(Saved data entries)
━━━━━━━━━━━━━━━━━━━━━━━━━━━━━━
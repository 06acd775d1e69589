//! # In-Memory Store
//!
//! The deterministic in-memory backend for the incubator engine.
//!
//! All data structures use `BTreeMap` for deterministic ordering.

use crate::store::{IncubatorStore, NextIds, Snapshot, bump, next_version};
use crate::{
    Exercise, ExerciseId, IncubatorError, Member, MemberId, MemberRole, NewSubmission, Phase,
    PhaseId, ProgramInfo, Review, Submission, SubmissionId, SubmissionStatus, Team, TeamId,
    TeamStatus, Timestamp,
};
use std::collections::BTreeMap;

/// In-memory incubator store.
///
/// Uses `BTreeMap` exclusively for deterministic ordering.
#[derive(Debug, Clone, Default)]
pub struct MemoryStore {
    program: Option<ProgramInfo>,
    phases: BTreeMap<PhaseId, Phase>,
    exercises: BTreeMap<ExerciseId, Exercise>,
    teams: BTreeMap<TeamId, Team>,
    members: BTreeMap<(TeamId, MemberId), Member>,
    submissions: BTreeMap<SubmissionId, Submission>,
    /// (team, exercise, version) -> submission
    versions: BTreeMap<(TeamId, ExerciseId, u32), SubmissionId>,
    reviews: BTreeMap<SubmissionId, Vec<Review>>,
    next: NextIds,
}

impl MemoryStore {
    /// Create a new empty store.
    #[must_use]
    pub fn new() -> Self {
        Self::default()
    }

    fn version_range(
        &self,
        team: TeamId,
        exercise: ExerciseId,
    ) -> impl DoubleEndedIterator<Item = (&(TeamId, ExerciseId, u32), &SubmissionId)> {
        self.versions
            .range((team, exercise, 0)..=(team, exercise, u32::MAX))
    }
}

impl IncubatorStore for MemoryStore {
    fn program(&self) -> Result<Option<ProgramInfo>, IncubatorError> {
        Ok(self.program.clone())
    }

    fn set_program(&mut self, info: ProgramInfo) -> Result<(), IncubatorError> {
        self.program = Some(info);
        Ok(())
    }

    fn upsert_phase(
        &mut self,
        number: u32,
        title: &str,
        description: &str,
    ) -> Result<PhaseId, IncubatorError> {
        if let Some(phase) = self.phases.values_mut().find(|p| p.number == number) {
            phase.title = title.to_string();
            phase.description = description.to_string();
            return Ok(phase.id);
        }

        let id = PhaseId(bump(&mut self.next.phase));
        self.phases.insert(
            id,
            Phase {
                id,
                number,
                title: title.to_string(),
                description: description.to_string(),
            },
        );
        Ok(id)
    }

    fn upsert_exercise(
        &mut self,
        phase: PhaseId,
        number: u32,
        title: &str,
        instructions: &str,
        active: bool,
    ) -> Result<ExerciseId, IncubatorError> {
        if !self.phases.contains_key(&phase) {
            return Err(IncubatorError::PhaseNotFound(phase));
        }

        if let Some(exercise) = self
            .exercises
            .values_mut()
            .find(|e| e.phase == phase && e.number == number)
        {
            exercise.title = title.to_string();
            exercise.instructions = instructions.to_string();
            exercise.active = active;
            return Ok(exercise.id);
        }

        let id = ExerciseId(bump(&mut self.next.exercise));
        self.exercises.insert(
            id,
            Exercise {
                id,
                phase,
                number,
                title: title.to_string(),
                instructions: instructions.to_string(),
                active,
            },
        );
        Ok(id)
    }

    fn set_exercise_active(
        &mut self,
        id: ExerciseId,
        active: bool,
    ) -> Result<(), IncubatorError> {
        let exercise = self
            .exercises
            .get_mut(&id)
            .ok_or(IncubatorError::ExerciseNotFound(id))?;
        exercise.active = active;
        Ok(())
    }

    fn phases(&self) -> Result<Vec<Phase>, IncubatorError> {
        Ok(self.phases.values().cloned().collect())
    }

    fn exercises(&self) -> Result<Vec<Exercise>, IncubatorError> {
        Ok(self.exercises.values().cloned().collect())
    }

    fn insert_team(&mut self, name: &str, created_at: Timestamp) -> Result<Team, IncubatorError> {
        let team = Team {
            id: TeamId(bump(&mut self.next.team)),
            name: name.to_string(),
            status: TeamStatus::Active,
            created_at,
        };
        self.teams.insert(team.id, team.clone());
        Ok(team)
    }

    fn team(&self, id: TeamId) -> Result<Option<Team>, IncubatorError> {
        Ok(self.teams.get(&id).cloned())
    }

    fn teams(&self) -> Result<Vec<Team>, IncubatorError> {
        Ok(self.teams.values().cloned().collect())
    }

    fn set_team_status(
        &mut self,
        id: TeamId,
        status: TeamStatus,
    ) -> Result<Team, IncubatorError> {
        let team = self
            .teams
            .get_mut(&id)
            .ok_or(IncubatorError::TeamNotFound(id))?;
        team.status = status;
        Ok(team.clone())
    }

    fn add_member(
        &mut self,
        team: TeamId,
        name: &str,
        email: &str,
        role: MemberRole,
    ) -> Result<Member, IncubatorError> {
        if !self.teams.contains_key(&team) {
            return Err(IncubatorError::TeamNotFound(team));
        }
        let member = Member {
            id: MemberId(bump(&mut self.next.member)),
            team,
            name: name.to_string(),
            email: email.to_string(),
            role,
        };
        self.members.insert((team, member.id), member.clone());
        Ok(member)
    }

    fn members(&self, team: TeamId) -> Result<Vec<Member>, IncubatorError> {
        Ok(self
            .members
            .range((team, MemberId(0))..=(team, MemberId(u64::MAX)))
            .map(|(_, m)| m.clone())
            .collect())
    }

    fn append_submission(&mut self, new: NewSubmission) -> Result<Submission, IncubatorError> {
        if !self.teams.contains_key(&new.team) {
            return Err(IncubatorError::TeamNotFound(new.team));
        }
        if !self.exercises.contains_key(&new.exercise) {
            return Err(IncubatorError::ExerciseNotFound(new.exercise));
        }

        let last = self
            .version_range(new.team, new.exercise)
            .next_back()
            .map(|((_, _, v), _)| *v);

        let submission = Submission {
            id: SubmissionId(bump(&mut self.next.submission)),
            team: new.team,
            exercise: new.exercise,
            version: next_version(last),
            content: new.content,
            attachment: new.attachment,
            status: new.status,
            saved_at: new.saved_at,
        };

        self.versions.insert(
            (submission.team, submission.exercise, submission.version),
            submission.id,
        );
        self.submissions.insert(submission.id, submission.clone());
        Ok(submission)
    }

    fn submission(&self, id: SubmissionId) -> Result<Option<Submission>, IncubatorError> {
        Ok(self.submissions.get(&id).cloned())
    }

    fn history(
        &self,
        team: TeamId,
        exercise: ExerciseId,
    ) -> Result<Vec<Submission>, IncubatorError> {
        Ok(self
            .version_range(team, exercise)
            .filter_map(|(_, id)| self.submissions.get(id).cloned())
            .collect())
    }

    fn current(
        &self,
        team: TeamId,
        exercise: ExerciseId,
    ) -> Result<Option<Submission>, IncubatorError> {
        Ok(self
            .version_range(team, exercise)
            .next_back()
            .and_then(|(_, id)| self.submissions.get(id).cloned()))
    }

    fn currents(&self, team: TeamId) -> Result<BTreeMap<ExerciseId, Submission>, IncubatorError> {
        let mut latest = BTreeMap::new();
        // Ascending by version, so later inserts overwrite earlier ones.
        for ((_, exercise, _), id) in self
            .versions
            .range((team, ExerciseId(0), 0)..=(team, ExerciseId(u64::MAX), u32::MAX))
        {
            if let Some(submission) = self.submissions.get(id) {
                latest.insert(*exercise, submission.clone());
            }
        }
        Ok(latest)
    }

    fn set_submission_status(
        &mut self,
        id: SubmissionId,
        status: SubmissionStatus,
    ) -> Result<Submission, IncubatorError> {
        let submission = self
            .submissions
            .get_mut(&id)
            .ok_or(IncubatorError::SubmissionNotFound(id))?;
        submission.status = status;
        Ok(submission.clone())
    }

    fn record_review(&mut self, review: Review) -> Result<(), IncubatorError> {
        if !self.submissions.contains_key(&review.submission) {
            return Err(IncubatorError::SubmissionNotFound(review.submission));
        }
        self.reviews.entry(review.submission).or_default().push(review);
        Ok(())
    }

    fn reviews(&self, submission: SubmissionId) -> Result<Vec<Review>, IncubatorError> {
        Ok(self.reviews.get(&submission).cloned().unwrap_or_default())
    }

    fn is_empty(&self) -> Result<bool, IncubatorError> {
        Ok(self.program.is_none()
            && self.phases.is_empty()
            && self.teams.is_empty()
            && self.submissions.is_empty())
    }

    fn snapshot(&self) -> Result<Snapshot, IncubatorError> {
        let mut members: Vec<Member> = self.members.values().cloned().collect();
        members.sort_by_key(|m| m.id);
        Ok(Snapshot {
            program: self.program.clone(),
            phases: self.phases.values().cloned().collect(),
            exercises: self.exercises.values().cloned().collect(),
            teams: self.teams.values().cloned().collect(),
            members,
            submissions: self.submissions.values().cloned().collect(),
            reviews: self.reviews.values().flatten().cloned().collect(),
        })
    }

    fn restore(&mut self, snapshot: &Snapshot) -> Result<(), IncubatorError> {
        if !self.is_empty()? {
            return Err(IncubatorError::InvalidInput(
                "restore requires an empty store".to_string(),
            ));
        }
        snapshot.validate()?;

        let mut restored = MemoryStore {
            program: snapshot.program.clone(),
            next: NextIds::after(snapshot),
            ..MemoryStore::default()
        };
        for phase in &snapshot.phases {
            restored.phases.insert(phase.id, phase.clone());
        }
        for exercise in &snapshot.exercises {
            restored.exercises.insert(exercise.id, exercise.clone());
        }
        for team in &snapshot.teams {
            restored.teams.insert(team.id, team.clone());
        }
        for member in &snapshot.members {
            restored.members.insert((member.team, member.id), member.clone());
        }
        for submission in &snapshot.submissions {
            restored.versions.insert(
                (submission.team, submission.exercise, submission.version),
                submission.id,
            );
            restored.submissions.insert(submission.id, submission.clone());
        }
        for review in &snapshot.reviews {
            restored
                .reviews
                .entry(review.submission)
                .or_default()
                .push(review.clone());
        }

        *self = restored;
        Ok(())
    }
}

// =============================================================================
// TESTS
// =============================================================================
━━━━━━━━━━━━━━━━━━━━━━━━━━━━━━
**Exercise directions:** Take every line from the records that holds "TeamNotFound" and copy it down.

**Response below:**
            .ok_or(IncubatorError::TeamNotFound(id))?;
            return Err(IncubatorError::TeamNotFound(team));
            return Err(IncubatorError::TeamNotFound(new.team));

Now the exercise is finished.